Age-specific rates of dementia for women in our cohort are similar to rates of clinically diagnosed dementia in primary care reported in other UK population-based studies [11]. Rates of clinically diagnosed dementia are, as expected, lower than rates recorded in field-based studies based on case finding [1618], because some people with early dementia found in the case finding studies may not have been clinically diagnosed and thus would not have been recorded as having dementia in primary care data. Those diagnosed with dementia in primary care would not necessarily be admitted to hospital, and not all those admitted would have had dementia coded in their hospital records.
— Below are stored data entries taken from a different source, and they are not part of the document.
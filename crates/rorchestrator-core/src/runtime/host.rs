// rorchestrator-core/src/runtime/host.rs
// ============================================================================
// Module: Flow Host
// Description: Flow registry and the execute-by-name facade.
// Purpose: Resolve flow names to registered plan templates at bootstrap.
// Dependencies: crate::{core, runtime}
// ============================================================================

//! ## Overview
//! Hosts register compiled plans once at bootstrap; the registry is
//! immutable afterwards and shared across invocations. [`FlowHost`] pairs a
//! registry with an engine and resolves a flow name per invocation, keeping
//! the request and response types at the call site.

// ============================================================================
// SECTION: Imports
// ============================================================================

use std::any::Any;
use std::collections::BTreeMap;
use std::sync::Arc;

use rorchestrator_gate::ReasonCode;

use crate::core::outcome::Outcome;
use crate::core::outcome::codes;
use crate::core::plan::PlanExplain;
use crate::core::plan::PlanTemplate;
use crate::runtime::context::FlowContext;
use crate::runtime::engine::Engine;

// ============================================================================
// SECTION: Flow Registry
// ============================================================================

/// One registered flow with its type-erased plan.
struct RegisteredFlow {
    /// The plan template behind a type-erased box.
    plan: Box<dyn Any + Send + Sync>,
    /// Descriptive explain captured at registration.
    explain: PlanExplain,
}

/// Registry mapping flow names to compiled plan templates.
///
/// # Invariants
/// - Registrations are keyed by flow name; later registrations overwrite
///   earlier ones.
#[derive(Default)]
pub struct FlowRegistry {
    /// Registered flows keyed by name.
    flows: BTreeMap<String, RegisteredFlow>,
}

impl FlowRegistry {
    /// Creates an empty registry.
    #[must_use]
    pub fn new() -> Self {
        Self::default()
    }

    /// Registers a compiled plan under its flow name.
    pub fn register<Req, Resp>(&mut self, plan: PlanTemplate<Req, Resp>)
    where
        Req: Send + Sync + 'static,
        Resp: Send + Sync + 'static,
    {
        let explain = plan.explain();
        self.flows.insert(plan.name().to_string(), RegisteredFlow {
            plan: Box::new(Arc::new(plan)),
            explain,
        });
    }

    /// Returns the plan registered under a name with the given types.
    #[must_use]
    pub fn get<Req, Resp>(&self, flow: &str) -> Option<Arc<PlanTemplate<Req, Resp>>>
    where
        Req: Send + Sync + 'static,
        Resp: Send + Sync + 'static,
    {
        self.flows
            .get(flow)
            .and_then(|registered| {
                registered.plan.downcast_ref::<Arc<PlanTemplate<Req, Resp>>>()
            })
            .map(Arc::clone)
    }

    /// Returns the explain of a registered flow.
    #[must_use]
    pub fn explain(&self, flow: &str) -> Option<&PlanExplain> {
        self.flows.get(flow).map(|registered| &registered.explain)
    }

    /// Returns the registered flow names in sorted order.
    #[must_use]
    pub fn names(&self) -> Vec<&str> {
        self.flows.keys().map(String::as_str).collect()
    }
}

// ============================================================================
// SECTION: Flow Host
// ============================================================================

/// Facade resolving flow names and driving the engine.
pub struct FlowHost {
    /// Registered flows.
    registry: Arc<FlowRegistry>,
    /// Execution engine.
    engine: Engine,
}

impl FlowHost {
    /// Creates a host over a registry and an engine.
    #[must_use]
    pub const fn new(registry: Arc<FlowRegistry>, engine: Engine) -> Self {
        Self {
            registry,
            engine,
        }
    }

    /// Returns the flow registry.
    #[must_use]
    pub const fn registry(&self) -> &Arc<FlowRegistry> {
        &self.registry
    }

    /// Returns the engine.
    #[must_use]
    pub const fn engine(&self) -> &Engine {
        &self.engine
    }

    /// Executes a registered flow by name.
    ///
    /// Unknown names and type mismatches yield `Error("FLOW_NOT_FOUND")`
    /// without invoking the engine.
    pub async fn execute<Req, Resp>(
        &self,
        flow: &str,
        request: Req,
        ctx: Arc<FlowContext>,
    ) -> Outcome<Resp>
    where
        Req: Send + Sync + 'static,
        Resp: Send + Sync + 'static,
    {
        let Some(plan) = self.registry.get::<Req, Resp>(flow) else {
            return Outcome::Error(ReasonCode::new(codes::FLOW_NOT_FOUND));
        };
        self.engine.execute(&plan, request, ctx).await
    }
}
Nevertheless, we found similar age-specific incidence rates for dementia coded in primary care (CPRD) and in hospital records, after assuming a lag of 1.6 years between first diagnosis in primary care and first admission to hospital. Also, only about 0.1% of women with no HES record of dementia were reported by their GP to have dementia. These findings suggest hospital admission data in England are not missing large numbers with dementia known in primary care.

Conclusions

Dementia recorded in routinely collected NHS hospital admission data for women in England agrees well with primary care records of dementia assessed separately from two different sources, and is sufficiently reliable for epidemiological research.